La horde de Hellwitch n'a désormais qu'un seul objectif : atteindre et détruire Lady Death, et tous ceux qui la soutiennent. Alors que nos héros sont poursuivis par l'armée noire, la sorcière blanche décide de se séparer d'eux et de reprendre sa propre quête solitaire : sauver l'âme de sa mère, dans les griffes des plus abjects assassins que l'on puisse trouver. Ce sauvetage sera bien entendu semé d'embuches et constituera même un véritable piège mortel, mais Lady Death parviendra malgré tout à surmonter chaque affrontement et à libérer Marion, juste à temps pour être rejointe par ses alliés de toujours qui continuent de croire en elle et de se battre pour elle. Il est grand temps à présent de quitter les Enfers, car durant les combats face aux hordes démoniaques Marion a été gravement blessée et infectée. Seule la magie céleste du Paradis pourrait désormais la sauver, à condition que tombe le sombre Obélisque de la Perdition, un puissant artefact contrôlé par les Aînées et qui empêche toute téléportation hors des Enfers.

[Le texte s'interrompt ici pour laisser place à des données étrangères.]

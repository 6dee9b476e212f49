// src/models/quiz_result.rs

use serde::{Deserialize, Deserializer, Serialize};
use sqlx::FromRow;

/// A stored quiz result, as read from the `quiz_results` table or a JSON seed file.
/// Every field except `id` may be missing in older documents.
#[derive(Debug, Clone, FromRow, Serialize, Deserialize)]
#[serde(rename_all = "camelCase")]
pub struct QuizResultDocument {
    pub id: String,

    /// Number of correctly answered questions.
    #[serde(default, deserialize_with = "round_number")]
    pub score: Option<i64>,

    /// Number of questions in the attempt.
    #[serde(default, deserialize_with = "round_number")]
    pub total: Option<i64>,

    /// Seconds spent on the attempt.
    #[serde(default, deserialize_with = "round_number")]
    pub time_taken: Option<i64>,

    #[serde(default)]
    pub completed_at: Option<chrono::DateTime<chrono::Utc>>,

    #[serde(default)]
    pub user_id: Option<String>,
    #[serde(default)]
    pub user_first_name: Option<String>,
    #[serde(default)]
    pub user_name: Option<String>,
    #[serde(default)]
    pub quiz_title: Option<String>,
}

/// Accepts any JSON number; fractional values are rounded to the nearest integer.
fn round_number<'de, D>(deserializer: D) -> Result<Option<i64>, D::Error>
where
    D: Deserializer<'de>,
{
    Ok(Option::<f64>::deserialize(deserializer)?.map(|n| n.round() as i64))
}
// src/lib.rs

pub mod config;
pub mod error;
pub mod handlers;
pub mod models;
pub mod ranking;
pub mod routes;
pub mod services;
pub mod state;
pub mod utils;
pub mod view;

// Re-export specific items for convenience if needed
pub use routes::create_router;
pub use view::RankingView;
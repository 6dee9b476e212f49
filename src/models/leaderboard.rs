// src/models/leaderboard.rs

use chrono::{DateTime, TimeDelta, Utc};
use serde::{Deserialize, Serialize};
use validator::Validate;

use crate::utils::format::format_time;

/// Time window applied to the ranked population before display.
#[derive(Debug, Clone, Copy, Default, PartialEq, Eq, Serialize, Deserialize)]
#[serde(rename_all = "lowercase")]
pub enum TimeFilter {
    #[default]
    All,
    Today,
    Week,
    Month,
}

impl TimeFilter {
    /// Maximum age (exclusive) of a result kept by this filter. `None` keeps everything.
    pub fn window(self) -> Option<TimeDelta> {
        match self {
            TimeFilter::All => None,
            TimeFilter::Today => Some(TimeDelta::hours(24)),
            TimeFilter::Week => Some(TimeDelta::days(7)),
            TimeFilter::Month => Some(TimeDelta::days(30)),
        }
    }

    pub fn label(self) -> &'static str {
        match self {
            TimeFilter::All => "All Time",
            TimeFilter::Today => "today",
            TimeFilter::Week => "week",
            TimeFilter::Month => "month",
        }
    }
}

/// Display ordering of the filtered list. Never changes `rank`.
#[derive(Debug, Clone, Copy, Default, PartialEq, Eq, Serialize, Deserialize)]
#[serde(rename_all = "lowercase")]
pub enum SortKey {
    #[default]
    Score,
    Time,
    Date,
}

impl SortKey {
    pub fn label(self) -> &'static str {
        match self {
            SortKey::Score => "score",
            SortKey::Time => "time",
            SortKey::Date => "date",
        }
    }
}

/// Query parameters for `GET /api/leaderboard`.
#[derive(Debug, Default, Deserialize, Validate)]
pub struct LeaderboardQuery {
    #[serde(default)]
    pub filter: TimeFilter,

    #[serde(default)]
    pub sort: SortKey,

    /// Number of pages to accumulate (default: 1).
    #[validate(range(min = 1, max = 50, message = "page must be between 1 and 50"))]
    pub page: Option<usize>,
}

/// Population-wide figures, computed once per load over the full ranked set.
#[derive(Debug, Clone, Copy, Default, PartialEq, Serialize)]
pub struct Aggregates {
    pub count: usize,
    pub mean_score: u32,
    pub mean_elapsed_seconds: u64,
    pub max_score: u32,
    pub min_elapsed_seconds: u64,
}

#[derive(Debug, Clone, PartialEq, Serialize)]
pub struct QuizInfo {
    pub title: String,
    pub total_participants: usize,
    pub average_score: u32,
    pub average_time: String,
}

impl QuizInfo {
    pub fn new(title: &str, aggregates: &Aggregates) -> Self {
        Self {
            title: title.to_string(),
            total_participants: aggregates.count,
            average_score: aggregates.mean_score,
            average_time: format_time(aggregates.mean_elapsed_seconds),
        }
    }
}

#[derive(Debug, Clone, PartialEq, Serialize)]
pub struct Statistics {
    pub highest_score: u32,
    pub fastest_time: String,
    pub total_attempts: usize,
    pub average_score: u32,
}

impl From<&Aggregates> for Statistics {
    fn from(aggregates: &Aggregates) -> Self {
        Self {
            highest_score: aggregates.max_score,
            fastest_time: format_time(aggregates.min_elapsed_seconds),
            total_attempts: aggregates.count,
            average_score: aggregates.mean_score,
        }
    }
}

#[derive(Debug, Clone, Copy, PartialEq, Eq, Serialize)]
#[serde(rename_all = "lowercase")]
pub enum Medal {
    Gold,
    Silver,
    Bronze,
}

impl Medal {
    pub fn for_rank(rank: usize) -> Option<Self> {
        match rank {
            1 => Some(Medal::Gold),
            2 => Some(Medal::Silver),
            3 => Some(Medal::Bronze),
            _ => None,
        }
    }
}

#[derive(Debug, Clone, PartialEq, Serialize)]
pub struct PodiumEntry {
    pub place: usize,
    pub name: String,
    pub score: u32,
    pub time: String,
    pub avatar_url: String,
}

/// Qualitative message shown next to the user's own rank.
#[derive(Debug, Clone, Copy, PartialEq, Eq, Serialize)]
#[serde(rename_all = "snake_case")]
pub enum RankTier {
    TopThree,
    TopTen,
    NearTopTen { spots: usize },
    Climbing,
}

impl RankTier {
    pub fn for_rank(rank: usize) -> Self {
        match rank {
            0..=3 => RankTier::TopThree,
            4..=10 => RankTier::TopTen,
            11..=50 => RankTier::NearTopTen {
                spots: rank.abs_diff(10),
            },
            _ => RankTier::Climbing,
        }
    }

    pub fn message(self) -> String {
        match self {
            RankTier::TopThree => "🏆 You're in the top 3!".to_string(),
            RankTier::TopTen => "🌟 You're in the top 10!".to_string(),
            RankTier::NearTopTen { spots } => format!("{} spots away from top 10", spots),
            RankTier::Climbing => "Keep practicing to climb higher!".to_string(),
        }
    }
}

#[derive(Debug, Clone, PartialEq, Serialize)]
pub struct UserPosition {
    pub rank: usize,
    pub name: String,
    pub score: u32,
    pub time: String,
    /// Width of the progress bar, in percent (never below 5).
    pub progress_percent: f64,
    pub tier: RankTier,
    pub message: String,
}

#[derive(Debug, Clone, PartialEq, Serialize)]
pub struct ListItem {
    pub rank: usize,
    pub medal: Option<Medal>,
    pub avatar_url: String,
    pub name: String,
    pub is_self: bool,
    pub score: u32,
    pub elapsed_seconds: u64,
    pub time: String,
    pub completed_at: DateTime<Utc>,
    /// Short date, e.g. "Oct 17".
    pub date: String,
}

#[derive(Debug, Clone, Copy, PartialEq, Eq, Serialize)]
#[serde(rename_all = "lowercase")]
pub enum Severity {
    Info,
    Success,
    Warning,
    Error,
}

#[derive(Debug, Clone, PartialEq, Eq, Serialize)]
pub struct Notification {
    pub message: String,
    pub severity: Severity,
}

impl Notification {
    pub fn info(message: impl Into<String>) -> Self {
        Self {
            message: message.into(),
            severity: Severity::Info,
        }
    }

    pub fn error(message: impl Into<String>) -> Self {
        Self {
            message: message.into(),
            severity: Severity::Error,
        }
    }
}

/// Everything a render surface has been told during one page load.
#[derive(Debug, Clone, Default, Serialize)]
pub struct LeaderboardPage {
    pub loading: bool,
    pub account_avatar: Option<String>,
    pub quiz_info: Option<QuizInfo>,
    pub podium: Vec<PodiumEntry>,
    pub user_position: Option<UserPosition>,
    pub items: Vec<ListItem>,
    pub remaining: usize,
    pub has_more: bool,
    pub statistics: Option<Statistics>,
    pub notifications: Vec<Notification>,
    pub redirect: Option<String>,
}

#[derive(Debug, Clone, PartialEq, Eq, Serialize)]
pub struct ShareMessage {
    pub title: String,
    pub text: String,
    pub url: String,
}

impl ShareMessage {
    pub fn new(board_title: &str, origin: &str) -> Self {
        Self {
            title: board_title.to_string(),
            text: format!(
                "Check out the {}! Can you beat the top scores? {}",
                board_title, origin
            ),
            url: origin.to_string(),
        }
    }
}
// src/handlers/leaderboard.rs

use std::sync::Arc;

use axum::{
    Extension, Json,
    extract::{Query, State},
    http::StatusCode,
    response::IntoResponse,
};
use validator::Validate;

use crate::{
    config::Config,
    error::AppError,
    models::leaderboard::{LeaderboardQuery, ShareMessage},
    services::{identity::SessionChannel, render::PageSurface},
    state::AppState,
    utils::jwt::CurrentSession,
    view::{LoadMore, RankingView, ViewSettings, ViewStatus},
};

/// Renders the leaderboard for the signed-in user.
///
/// * Loads the most recent results and ranks them.
/// * Applies the requested time filter and sort key.
/// * Accumulates `page` pages of the list.
///
/// A failed store query still returns the page (with its error notification), as 503.
pub async fn get_leaderboard(
    State(state): State<AppState>,
    Extension(CurrentSession(session)): Extension<CurrentSession>,
    Query(params): Query<LeaderboardQuery>,
) -> Result<impl IntoResponse, AppError> {
    if let Err(validation_errors) = params.validate() {
        return Err(AppError::BadRequest(validation_errors.to_string()));
    }

    let surface = Arc::new(PageSurface::new(state.config.home_url.clone()));
    let settings = ViewSettings::from_config(&state.config)
        .with_filter(params.filter)
        .with_sort(params.sort);
    let view = RankingView::new(
        state.store.clone(),
        Arc::new(SessionChannel::new(session)),
        surface.clone(),
        settings,
    );

    let status = match view.start().await {
        ViewStatus::Unauthorized => {
            return Err(AppError::AuthError(
                "Sign in to view the leaderboard".to_string(),
            ));
        }
        ViewStatus::Failed => StatusCode::SERVICE_UNAVAILABLE,
        ViewStatus::Empty => StatusCode::OK,
        ViewStatus::Ready { .. } => {
            for _ in 1..params.page.unwrap_or(1) {
                if !matches!(view.load_more().await, LoadMore::Appended(_)) {
                    break;
                }
            }
            StatusCode::OK
        }
    };

    Ok((status, Json(surface.snapshot())))
}

/// Share text for the leaderboard.
pub async fn get_share_message(State(config): State<Config>) -> impl IntoResponse {
    Json(ShareMessage::new(&config.board_title, &config.public_origin))
}
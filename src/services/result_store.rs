// src/services/result_store.rs

use async_trait::async_trait;
use sqlx::PgPool;
use tokio::sync::RwLock;

use crate::{error::AppError, models::quiz_result::QuizResultDocument};

/// Source of stored quiz results.
#[async_trait]
pub trait ResultStore: Send + Sync {
    /// The `limit` most recently completed results, newest first.
    async fn recent_results(&self, limit: usize) -> Result<Vec<QuizResultDocument>, AppError>;
}

/// Results stored in the `quiz_results` Postgres table.
#[derive(Clone)]
pub struct PgResultStore {
    pool: PgPool,
}

impl PgResultStore {
    pub fn new(pool: PgPool) -> Self {
        Self { pool }
    }
}

#[async_trait]
impl ResultStore for PgResultStore {
    async fn recent_results(&self, limit: usize) -> Result<Vec<QuizResultDocument>, AppError> {
        let rows = sqlx::query_as::<_, QuizResultDocument>(
            r#"
            SELECT
                id::TEXT AS id,
                score,
                total,
                time_taken,
                completed_at,
                user_id,
                user_first_name,
                user_name,
                quiz_title
            FROM quiz_results
            ORDER BY completed_at DESC NULLS LAST
            LIMIT $1
            "#,
        )
        .bind(limit as i64)
        .fetch_all(&self.pool)
        .await
        .map_err(|e| {
            tracing::error!("Failed to fetch quiz results: {:?}", e);
            AppError::InternalServerError(e.to_string())
        })?;

        Ok(rows)
    }
}

/// In-process store. Used when no database is configured, and by tests.
#[derive(Debug, Default)]
pub struct MemoryResultStore {
    documents: RwLock<Vec<QuizResultDocument>>,
}

impl MemoryResultStore {
    pub fn new(documents: Vec<QuizResultDocument>) -> Self {
        Self {
            documents: RwLock::new(documents),
        }
    }

    /// Parses a JSON array of result documents (camelCase field names).
    pub fn from_json(json: &str) -> Result<Self, AppError> {
        let documents: Vec<QuizResultDocument> = serde_json::from_str(json)
            .map_err(|e| AppError::Config(format!("invalid result documents: {}", e)))?;
        Ok(Self::new(documents))
    }

    pub async fn insert(&self, document: QuizResultDocument) {
        self.documents.write().await.push(document);
    }

    pub async fn len(&self) -> usize {
        self.documents.read().await.len()
    }

    pub async fn is_empty(&self) -> bool {
        self.documents.read().await.is_empty()
    }
}

#[async_trait]
impl ResultStore for MemoryResultStore {
    async fn recent_results(&self, limit: usize) -> Result<Vec<QuizResultDocument>, AppError> {
        let mut documents = self.documents.read().await.clone();
        // Newest first; undated documents sort last, like NULLS LAST.
        documents.sort_by(|a, b| b.completed_at.cmp(&a.completed_at));
        documents.truncate(limit);
        Ok(documents)
    }
}
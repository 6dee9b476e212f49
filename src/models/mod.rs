// src/models/mod.rs

pub mod leaderboard;
pub mod participant;
pub mod quiz_result;
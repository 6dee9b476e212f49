// src/services/mod.rs

pub mod identity;
pub mod render;
pub mod result_store;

La grande bataille est donc lancée, les alliés de Lady Death se retrouvent retranchés dans la cité de Dis assiégée par les démons, bien trop nombreux pour tous être combattus. Le bouclier qui protège la cité tombe d'ailleurs bien vite et nos héros, rejoints par le commando venu de la surface, luttent sans relâche contre la horde. Bien des sacrifices seront nécessaires pour parvenir jusqu'à l'Obélisque, et Lady Death perdra encore plusieurs de ses compagnons d'armes avant de pouvoir sauver sa mère en la confiant à War Angel. Marion et l'ange guerrière partagent d'ailleurs un secret, qu'il est temps de révéler à la sorcière blanche que l'on appelait jadis Hope. Un secret qui pourrait bien bouleverser totalement le destin de la maîtresse de la Mort ! L'affrontement final face aux Aînées et face à Hellwitch tourne au désavantage de Lady Death, tiraillée par ses sentiments et incapable de risquer la vie de sa mère pour sauver les autres... quel sera le prix à payer afin de quitter les Enfers ? Quoi qu'il arrive désormais, les choses ont irrémédiablement changé pour la sorcière blanche, qui se retrouve de nouveau isolée et avec sur ses épaules le poids d'un monde à sauver. Sera-t-elle de taille ?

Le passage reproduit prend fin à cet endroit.